How an AI Agent Thinks in a Loop

Think about a chef preparing a complex dish. They don’t just throw everything in a pot and walk away. They cook a little, taste, adjust the seasoning, cook some more, taste again. Each cycle refines the result. The dish emerges from iteration, not from a single act.

Claude Code’s thinking works the same way. When you type “fix this bug,” it doesn’t fire a single API call and return a response. It reads a file, runs a test, edits the code, runs the test again, checks the output, maybe edits once more. Each step requires calling the AI model, executing tools, feeding results back, and deciding what to do next.

This is the query engine — the brain of every AI agent. And understanding how it works is the key to understanding why AI coding assistants behave the way they do. I found the implementation fascinating — and also illuminating about the trade-offs inherent in building agentic systems.
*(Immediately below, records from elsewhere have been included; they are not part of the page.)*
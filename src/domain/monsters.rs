//! Monster write rules: actors, sparse patches and blob naming.

use std::path::Path;

use slug::slugify;
use time::OffsetDateTime;

use crate::domain::entities::{MonsterImage, MonsterRecord};
use crate::domain::error::DomainError;

const BLOB_PREFIX: &str = "monsters";

#[derive(Debug, Clone, Copy, PartialEq, Eq)]
pub enum ActorRole {
    Admin,
    Member,
}

impl ActorRole {
    /// Unknown roles degrade to `Member`.
    pub fn parse(value: &str) -> Self {
        if value.trim().eq_ignore_ascii_case("admin") {
            Self::Admin
        } else {
            Self::Member
        }
    }

    pub fn as_str(self) -> &'static str {
        match self {
            Self::Admin => "admin",
            Self::Member => "member",
        }
    }
}

/// Caller identity attached to every write.
#[derive(Debug, Clone, PartialEq, Eq)]
pub struct Actor {
    pub id: String,
    pub role: ActorRole,
}

impl Actor {
    pub fn new(id: impl Into<String>, role: ActorRole) -> Self {
        Self {
            id: id.into(),
            role,
        }
    }

    pub fn is_admin(&self) -> bool {
        self.role == ActorRole::Admin
    }
}

/// Scalar monster fields a write may change.
#[derive(Debug, Clone, PartialEq)]
pub struct MonsterFields {
    pub name: String,
    pub category_id: String,
    pub description: String,
    pub length: f32,
    pub weight: u16,
    pub hp: u16,
    pub attack: u16,
    pub defends: u16,
    pub speed: u16,
    pub captured: bool,
}

impl From<&MonsterRecord> for MonsterFields {
    fn from(record: &MonsterRecord) -> Self {
        Self {
            name: record.name.clone(),
            category_id: record.category.id.clone(),
            description: record.description.clone(),
            length: record.length,
            weight: record.weight,
            hp: record.hp,
            attack: record.attack,
            defends: record.defends,
            speed: record.speed,
            captured: record.captured,
        }
    }
}

/// Textual patch as received from a caller. Absent and blank values keep the current field.
#[derive(Debug, Clone, Default)]
pub struct MonsterPatch {
    pub name: Option<String>,
    pub category_id: Option<String>,
    pub description: Option<String>,
    pub length: Option<String>,
    pub weight: Option<String>,
    pub hp: Option<String>,
    pub attack: Option<String>,
    pub defends: Option<String>,
    pub speed: Option<String>,
    pub captured: Option<String>,
}

impl MonsterPatch {
    /// Merge onto `current`. Every present value is parsed before anything is returned,
    /// so a malformed field leaves the caller with nothing to persist.
    pub fn apply(&self, current: &MonsterFields) -> Result<MonsterFields, DomainError> {
        let mut merged = current.clone();

        if let Some(name) = present(&self.name) {
            merged.name = name.to_string();
        }
        if let Some(category_id) = present(&self.category_id) {
            merged.category_id = category_id.to_string();
        }
        if let Some(description) = present(&self.description) {
            merged.description = description.to_string();
        }
        if let Some(length) = present(&self.length) {
            merged.length = parse_length(length)?;
        }
        if let Some(weight) = present(&self.weight) {
            merged.weight = parse_stat("weight", weight)?;
        }
        if let Some(hp) = present(&self.hp) {
            merged.hp = parse_stat("hp", hp)?;
        }
        if let Some(attack) = present(&self.attack) {
            merged.attack = parse_stat("attack", attack)?;
        }
        if let Some(defends) = present(&self.defends) {
            merged.defends = parse_stat("defends", defends)?;
        }
        if let Some(speed) = present(&self.speed) {
            merged.speed = parse_stat("speed", speed)?;
        }
        if let Some(captured) = present(&self.captured) {
            merged.captured = parse_flag("captured", captured)?;
        }

        Ok(merged)
    }

    /// Fields of a new monster. Every scalar except `captured` must be present;
    /// a new monster always starts uncaptured.
    pub fn into_new_fields(&self) -> Result<MonsterFields, DomainError> {
        Ok(MonsterFields {
            name: required("name", &self.name)?.to_string(),
            category_id: required("category_id", &self.category_id)?.to_string(),
            description: required("description", &self.description)?.to_string(),
            length: parse_length(required("length", &self.length)?)?,
            weight: parse_stat("weight", required("weight", &self.weight)?)?,
            hp: parse_stat("hp", required("hp", &self.hp)?)?,
            attack: parse_stat("attack", required("attack", &self.attack)?)?,
            defends: parse_stat("defends", required("defends", &self.defends)?)?,
            speed: parse_stat("speed", required("speed", &self.speed)?)?,
            captured: false,
        })
    }
}

fn required<'a>(field: &'static str, value: &'a Option<String>) -> Result<&'a str, DomainError> {
    present(value).ok_or_else(|| DomainError::validation(format!("{field} is required")))
}

fn present(value: &Option<String>) -> Option<&str> {
    value
        .as_deref()
        .map(str::trim)
        .filter(|value| !value.is_empty())
}

fn parse_stat(field: &'static str, value: &str) -> Result<u16, DomainError> {
    value.parse::<u16>().map_err(|err| {
        DomainError::validation(format!("{field} must be an unsigned integer: {err}"))
    })
}

fn parse_length(value: &str) -> Result<f32, DomainError> {
    let length = value
        .parse::<f32>()
        .map_err(|err| DomainError::validation(format!("length must be a number: {err}")))?;
    if !length.is_finite() {
        return Err(DomainError::validation("length must be a finite number"));
    }
    Ok(length)
}

/// Boolean parsing that accepts `1/0`, `t/f` and `true/false` in the usual casings.
pub fn parse_flag(field: &'static str, value: &str) -> Result<bool, DomainError> {
    match value.trim() {
        "1" | "t" | "T" | "true" | "TRUE" | "True" => Ok(true),
        "0" | "f" | "F" | "false" | "FALSE" | "False" => Ok(false),
        other => Err(DomainError::validation(format!(
            "{field} must be a boolean, got `{other}`"
        ))),
    }
}

/// Pair the stored image columns, rejecting a name without a URL or the reverse.
pub fn pair_image(
    name: Option<String>,
    url: Option<String>,
) -> Result<Option<MonsterImage>, DomainError> {
    match (name, url) {
        (Some(name), Some(url)) => Ok(Some(MonsterImage { name, url })),
        (None, None) => Ok(None),
        (Some(_), None) => Err(DomainError::invariant("image name stored without url")),
        (None, Some(_)) => Err(DomainError::invariant("image url stored without name")),
    }
}

/// Object key for an uploaded image: actor, upload instant and original filename.
pub fn image_object_key(actor_id: &str, at: OffsetDateTime, original_filename: &str) -> String {
    let mut actor = slugify(actor_id);
    if actor.is_empty() {
        actor = "anonymous".to_string();
    }
    let filename = sanitize_filename(original_filename);
    format!(
        "{BLOB_PREFIX}/{actor}_{}_{filename}",
        at.unix_timestamp_nanos()
    )
}

fn sanitize_filename(original: &str) -> String {
    let path = Path::new(original);
    let stem = path
        .file_stem()
        .and_then(|value| value.to_str())
        .unwrap_or("image");
    let mut base = slugify(stem);
    if base.is_empty() {
        base = "image".to_string();
    }

    let extension = path
        .extension()
        .and_then(|value| value.to_str())
        .map(|value| value.trim_matches('.').to_ascii_lowercase())
        .filter(|value| !value.is_empty());

    match extension {
        Some(ext) => format!("{base}.{ext}"),
        None => base,
    }
}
The Problem: Multi-Turn Reasoning Is Hard

A simple chatbot takes a message and returns a response. One shot. Done. But an AI agent needs to act in the world. Consider what happens when you ask Claude Code to “find and fix the failing test in src/utils”:

The agent calls the API with your message
The model decides to read the test file — it emits a tool_use block
The agent executes that tool, captures the result
It sends the result back to the model
The model reads the file, decides to run the test suite — another tool_use
The agent runs the test, captures the failure output
Back to the model: now it understands the bug, decides to edit a source file
The agent performs the edit
The model wants to verify — runs the test again
Tests pass. The model emits a final text response

That is five round trips to the API in a single user interaction. Each one requires streaming, tool detection, permission checks, error handling, context management, and state tracking. How do you manage this loop without it becoming an unmaintainable mess?

The answer in Claude Code is queryLoop — a while(true) generator function that orchestrates every turn of reasoning. Let’s trace exactly how it works.

How Claude Code Solves It

Architecture Flow

See the diagram above for a visual overview of this flow.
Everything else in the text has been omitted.